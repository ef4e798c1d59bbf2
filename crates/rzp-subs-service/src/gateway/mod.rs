//! Payment gateway contract.
//!
//! The reconciler and the subscription workflow talk to the gateway only
//! through [`Gateway`]. Transport, authentication and retries belong to the
//! implementation; every failure arrives here as an opaque [`GatewayError`].

pub mod types;

pub use types::*;

use async_trait::async_trait;

use rzp_subs_core::{PlanArgs, PlanId, SubscriptionId, SubscriptionRequest};

/// Error returned by gateway calls.
#[derive(Debug, Clone, PartialEq, Eq, thiserror::Error)]
#[error("{message}")]
pub struct GatewayError {
    /// Message reported by the gateway or its transport.
    pub message: String,
}

impl GatewayError {
    /// Create an error from a message.
    #[must_use]
    pub fn new(message: impl Into<String>) -> Self {
        Self {
            message: message.into(),
        }
    }
}

/// Plan, subscription and customer operations of the payment gateway.
#[async_trait]
pub trait Gateway: Send + Sync {
    /// Create a plan.
    async fn create_plan(&self, args: &PlanArgs) -> Result<Plan, GatewayError>;

    /// Fetch a plan by id.
    async fn fetch_plan(&self, plan_id: &PlanId) -> PlanLookup;

    /// Create a subscription.
    async fn create_subscription(
        &self,
        request: &SubscriptionRequest,
    ) -> Result<Subscription, GatewayError>;

    /// Fetch a subscription by id.
    async fn fetch_subscription(
        &self,
        subscription_id: &SubscriptionId,
    ) -> Result<Subscription, GatewayError>;

    /// Cancel a subscription immediately.
    async fn cancel_subscription(
        &self,
        subscription_id: &SubscriptionId,
    ) -> Result<Subscription, GatewayError>;

    /// Create a customer, or return the existing one when the request allows it.
    async fn create_customer(&self, request: &CustomerRequest) -> Result<Customer, GatewayError>;
}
◆ ◆ ◆ ◆ ◆ ◆ ◆
• **INSTRUCTIONS TO FOLLOW**
Look above for the line with "the gateway only", then copy it and each later line exactly, stopping at the last line of the records.

• **WRITTEN SOLUTION**
//! The reconciler and the subscription workflow talk to the gateway only
//! through [`Gateway`]. Transport, authentication and retries belong to the
//! implementation; every failure arrives here as an opaque [`GatewayError`].

pub mod types;

pub use types::*;

use async_trait::async_trait;

use rzp_subs_core::{PlanArgs, PlanId, SubscriptionId, SubscriptionRequest};

/// Error returned by gateway calls.
#[derive(Debug, Clone, PartialEq, Eq, thiserror::Error)]
#[error("{message}")]
pub struct GatewayError {
    /// Message reported by the gateway or its transport.
    pub message: String,
}

impl GatewayError {
    /// Create an error from a message.
    #[must_use]
    pub fn new(message: impl Into<String>) -> Self {
        Self {
            message: message.into(),
        }
    }
}

/// Plan, subscription and customer operations of the payment gateway.
#[async_trait]
pub trait Gateway: Send + Sync {
    /// Create a plan.
    async fn create_plan(&self, args: &PlanArgs) -> Result<Plan, GatewayError>;

    /// Fetch a plan by id.
    async fn fetch_plan(&self, plan_id: &PlanId) -> PlanLookup;

    /// Create a subscription.
    async fn create_subscription(
        &self,
        request: &SubscriptionRequest,
    ) -> Result<Subscription, GatewayError>;

    /// Fetch a subscription by id.
    async fn fetch_subscription(
        &self,
        subscription_id: &SubscriptionId,
    ) -> Result<Subscription, GatewayError>;

    /// Cancel a subscription immediately.
    async fn cancel_subscription(
        &self,
        subscription_id: &SubscriptionId,
    ) -> Result<Subscription, GatewayError>;

    /// Create a customer, or return the existing one when the request allows it.
    async fn create_customer(&self, request: &CustomerRequest) -> Result<Customer, GatewayError>;
}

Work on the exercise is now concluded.